> [Dataset extract]:
::::::

use leptos::prelude::*;

pub fn icon(name: &str) -> AnyView {
    match name {
        "layout-dashboard" => view! {
            <svg width="20" height="20" viewBox="0 0 24 24" fill="none" stroke="currentColor" stroke-width="2" stroke-linecap="round" stroke-linejoin="round" aria-hidden="true">
                <rect x="3" y="3" width="7" height="9" rx="1"/>
                <rect x="14" y="3" width="7" height="5" rx="1"/>
                <rect x="14" y="12" width="7" height="9" rx="1"/>
                <rect x="3" y="16" width="7" height="5" rx="1"/>
            </svg>
        }.into_any(),
        "file-text" => view! {
            <svg width="20" height="20" viewBox="0 0 24 24" fill="none" stroke="currentColor" stroke-width="2" stroke-linecap="round" stroke-linejoin="round" aria-hidden="true">
                <path d="M14 2H6a2 2 0 0 0-2 2v16a2 2 0 0 0 2 2h12a2 2 0 0 0 2-2V8z"/>
                <path d="M14 2v6h6"/>
                <path d="M8 13h8"/>
                <path d="M8 17h5"/>
            </svg>
        }.into_any(),
        "package" => view! {
            <svg width="20" height="20" viewBox="0 0 24 24" fill="none" stroke="currentColor" stroke-width="2" stroke-linecap="round" stroke-linejoin="round" aria-hidden="true">
                <path d="M21 16V8a2 2 0 0 0-1-1.73l-7-4a2 2 0 0 0-2 0l-7 4A2 2 0 0 0 3 8v8a2 2 0 0 0 1 1.73l7 4a2 2 0 0 0 2 0l7-4A2 2 0 0 0 21 16z"/>
                <path d="M3.27 6.96 12 12l8.73-5.04"/>
                <path d="M12 22V12"/>
            </svg>
        }.into_any(),
        "calendar" => view! {
            <svg width="20" height="20" viewBox="0 0 24 24" fill="none" stroke="currentColor" stroke-width="2" stroke-linecap="round" stroke-linejoin="round" aria-hidden="true">
                <rect x="3" y="4" width="18" height="18" rx="2"/>
                <path d="M16 2v4"/>
                <path d="M8 2v4"/>
                <path d="M3 10h18"/>
            </svg>
        }.into_any(),
        "users" => view! {
            <svg width="20" height="20" viewBox="0 0 24 24" fill="none" stroke="currentColor" stroke-width="2" stroke-linecap="round" stroke-linejoin="round" aria-hidden="true">
                <path d="M17 21v-2a4 4 0 0 0-4-4H7a4 4 0 0 0-4 4v2"/>
                <circle cx="9" cy="7" r="4"/>
                <path d="M23 21v-2a4 4 0 0 0-3-3.87"/>
                <path d="M16 3.13a4 4 0 0 1 0 7.75"/>
            </svg>
        }.into_any(),
        "message-square" => view! {
            <svg width="20" height="20" viewBox="0 0 24 24" fill="none" stroke="currentColor" stroke-width="2" stroke-linecap="round" stroke-linejoin="round" aria-hidden="true">
                <path d="M21 15a2 2 0 0 1-2 2H7l-4 4V5a2 2 0 0 1 2-2h14a2 2 0 0 1 2 2z"/>
            </svg>
        }.into_any(),
        "settings" => view! {
            <svg width="20" height="20" viewBox="0 0 24 24" fill="none" stroke="currentColor" stroke-width="2" stroke-linecap="round" stroke-linejoin="round" aria-hidden="true">
                <circle cx="12" cy="12" r="3"/>
                <path d="M19.4 15a1.65 1.65 0 0 0 .33 1.82l.06.06a2 2 0 1 1-2.83 2.83l-.06-.06a1.65 1.65 0 0 0-1.82-.33 1.65 1.65 0 0 0-1 1.51V21a2 2 0 1 1-4 0v-.09A1.65 1.65 0 0 0 9 19.4a1.65 1.65 0 0 0-1.82.33l-.06.06a2 2 0 1 1-2.83-2.83l.06-.06a1.65 1.65 0 0 0 .33-1.82 1.65 1.65 0 0 0-1.51-1H3a2 2 0 1 1 0-4h.09A1.65 1.65 0 0 0 4.6 9a1.65 1.65 0 0 0-.33-1.82l-.06-.06a2 2 0 1 1 2.83-2.83l.06.06a1.65 1.65 0 0 0 1.82.33H9a1.65 1.65 0 0 0 1-1.51V3a2 2 0 1 1 4 0v.09a1.65 1.65 0 0 0 1 1.51 1.65 1.65 0 0 0 1.82-.33l.06-.06a2 2 0 1 1 2.83 2.83l-.06.06a1.65 1.65 0 0 0-.33 1.82V9a1.65 1.65 0 0 0 1.51 1H21a2 2 0 1 1 0 4h-.09a1.65 1.65 0 0 0-1.51 1z"/>
            </svg>
        }.into_any(),
        "eye" => view! {
            <svg width="20" height="20" viewBox="0 0 24 24" fill="none" stroke="currentColor" stroke-width="2" stroke-linecap="round" stroke-linejoin="round" aria-hidden="true">
                <path d="M1 12s4-8 11-8 11 8 11 8-4 8-11 8-11-8-11-8z"/>
                <circle cx="12" cy="12" r="3"/>
            </svg>
        }.into_any(),
        "edit" => view! {
            <svg width="20" height="20" viewBox="0 0 24 24" fill="none" stroke="currentColor" stroke-width="2" stroke-linecap="round" stroke-linejoin="round" aria-hidden="true">
                <path d="M11 4H4a2 2 0 0 0-2 2v14a2 2 0 0 0 2 2h14a2 2 0 0 0 2-2v-7"/>
                <path d="M18.5 2.5a2.121 2.121 0 0 1 3 3L12 15l-4 1 1-4 9.5-9.5z"/>
            </svg>
        }.into_any(),
        "x" => view! {
            <svg width="20" height="20" viewBox="0 0 24 24" fill="none" stroke="currentColor" stroke-width="2" stroke-linecap="round" stroke-linejoin="round" aria-hidden="true">
                <path d="M18 6 6 18"/>
                <path d="m6 6 12 12"/>
            </svg>
        }.into_any(),
        "undo" => view! {
            <svg width="20" height="20" viewBox="0 0 24 24" fill="none" stroke="currentColor" stroke-width="2" stroke-linecap="round" stroke-linejoin="round" aria-hidden="true">
                <path d="M3 7v6h6"/>
                <path d="M21 17a9 9 0 0 0-9-9 9 9 0 0 0-6 2.3L3 13"/>
            </svg>
        }.into_any(),
        "delete" => view! {
            <svg width="20" height="20" viewBox="0 0 24 24" fill="none" stroke="currentColor" stroke-width="2" stroke-linecap="round" stroke-linejoin="round" aria-hidden="true">
                <path d="M3 6h18"/>
                <path d="M19 6v14a2 2 0 0 1-2 2H7a2 2 0 0 1-2-2V6"/>
                <path d="M8 6V4a2 2 0 0 1 2-2h4a2 2 0 0 1 2 2v2"/>
            </svg>
        }.into_any(),
        "plus" => view! {
            <svg width="20" height="20" viewBox="0 0 24 24" fill="none" stroke="currentColor" stroke-width="2" stroke-linecap="round" stroke-linejoin="round" aria-hidden="true">
                <path d="M12 5v14"/>
                <path d="M5 12h14"/>
            </svg>
        }.into_any(),
        "search" => view! {
            <svg width="20" height="20" viewBox="0 0 24 24" fill="none" stroke="currentColor" stroke-width="2" stroke-linecap="round" stroke-linejoin="round" aria-hidden="true">
                <circle cx="11" cy="11" r="8"/>
                <path d="m21 21-4.35-4.35"/>
            </svg>
        }.into_any(),
        "chevron-left" => view! {
            <svg width="20" height="20" viewBox="0 0 24 24" fill="none" stroke="currentColor" stroke-width="2" stroke-linecap="round" stroke-linejoin="round" aria-hidden="true">
                <path d="m15 18-6-6 6-6"/>
            </svg>
        }.into_any(),
        "chevron-right" => view! {
            <svg width="20" height="20" viewBox="0 0 24 24" fill="none" stroke="currentColor" stroke-width="2" stroke-linecap="round" stroke-linejoin="round" aria-hidden="true">
                <path d="m9 18 6-6-6-6"/>
            </svg>
        }.into_any(),
        "printer" => view! {
            <svg width="20" height="20" viewBox="0 0 24 24" fill="none" stroke="currentColor" stroke-width="2" stroke-linecap="round" stroke-linejoin="round" aria-hidden="true">
                <path d="M6 9V2h12v7"/>
                <path d="M6 18H4a2 2 0 0 1-2-2v-5a2 2 0 0 1 2-2h16a2 2 0 0 1 2 2v5a2 2 0 0 1-2 2h-2"/>
                <rect x="6" y="14" width="12" height="8"/>
            </svg>
        }.into_any(),
        "log-out" => view! {
            <svg width="20" height="20" viewBox="0 0 24 24" fill="none" stroke="currentColor" stroke-width="2" stroke-linecap="round" stroke-linejoin="round" aria-hidden="true">
                <path d="M9 21H5a2 2 0 0 1-2-2V5a2 2 0 0 1 2-2h4"/>
                <path d="m16 17 5-5-5-5"/>
                <path d="M21 12H9"/>
            </svg>
        }.into_any(),
        "menu" => view! {
            <svg width="20" height="20" viewBox="0 0 24 24" fill="none" stroke="currentColor" stroke-width="2" stroke-linecap="round" stroke-linejoin="round" aria-hidden="true">
                <path d="M4 6h16"/>
                <path d="M4 12h16"/>
                <path d="M4 18h16"/>
            </svg>
        }.into_any(),
        "alert-triangle" => view! {
            <svg width="20" height="20" viewBox="0 0 24 24" fill="none" stroke="currentColor" stroke-width="2" stroke-linecap="round" stroke-linejoin="round" aria-hidden="true">
                <path d="m10.29 3.86-8.47 14.14A2 2 0 0 0 3.53 21h16.94a2 2 0 0 0 1.71-3L13.71 3.86a2 2 0 0 0-3.42 0z"/>
                <path d="M12 9v4"/>
                <path d="M12 17h.01"/>
            </svg>
        }.into_any(),
        _ => view! {
            <svg width="20" height="20" viewBox="0 0 24 24" fill="none" stroke="currentColor" stroke-width="2" stroke-linecap="round" stroke-linejoin="round" aria-hidden="true">
                <circle cx="12" cy="12" r="10"/>
            </svg>
        }.into_any(),
    }
}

::::::

> [Assigned task]:
All lines in the data that contain the word "rect" should be copied.

> [Response for this exercise]:
                <rect x="3" y="3" width="7" height="9" rx="1"/>
                <rect x="14" y="3" width="7" height="5" rx="1"/>
                <rect x="14" y="12" width="7" height="9" rx="1"/>
                <rect x="3" y="16" width="7" height="5" rx="1"/>
                <rect x="3" y="4" width="18" height="18" rx="2"/>
                <rect x="6" y="14" width="12" height="8"/>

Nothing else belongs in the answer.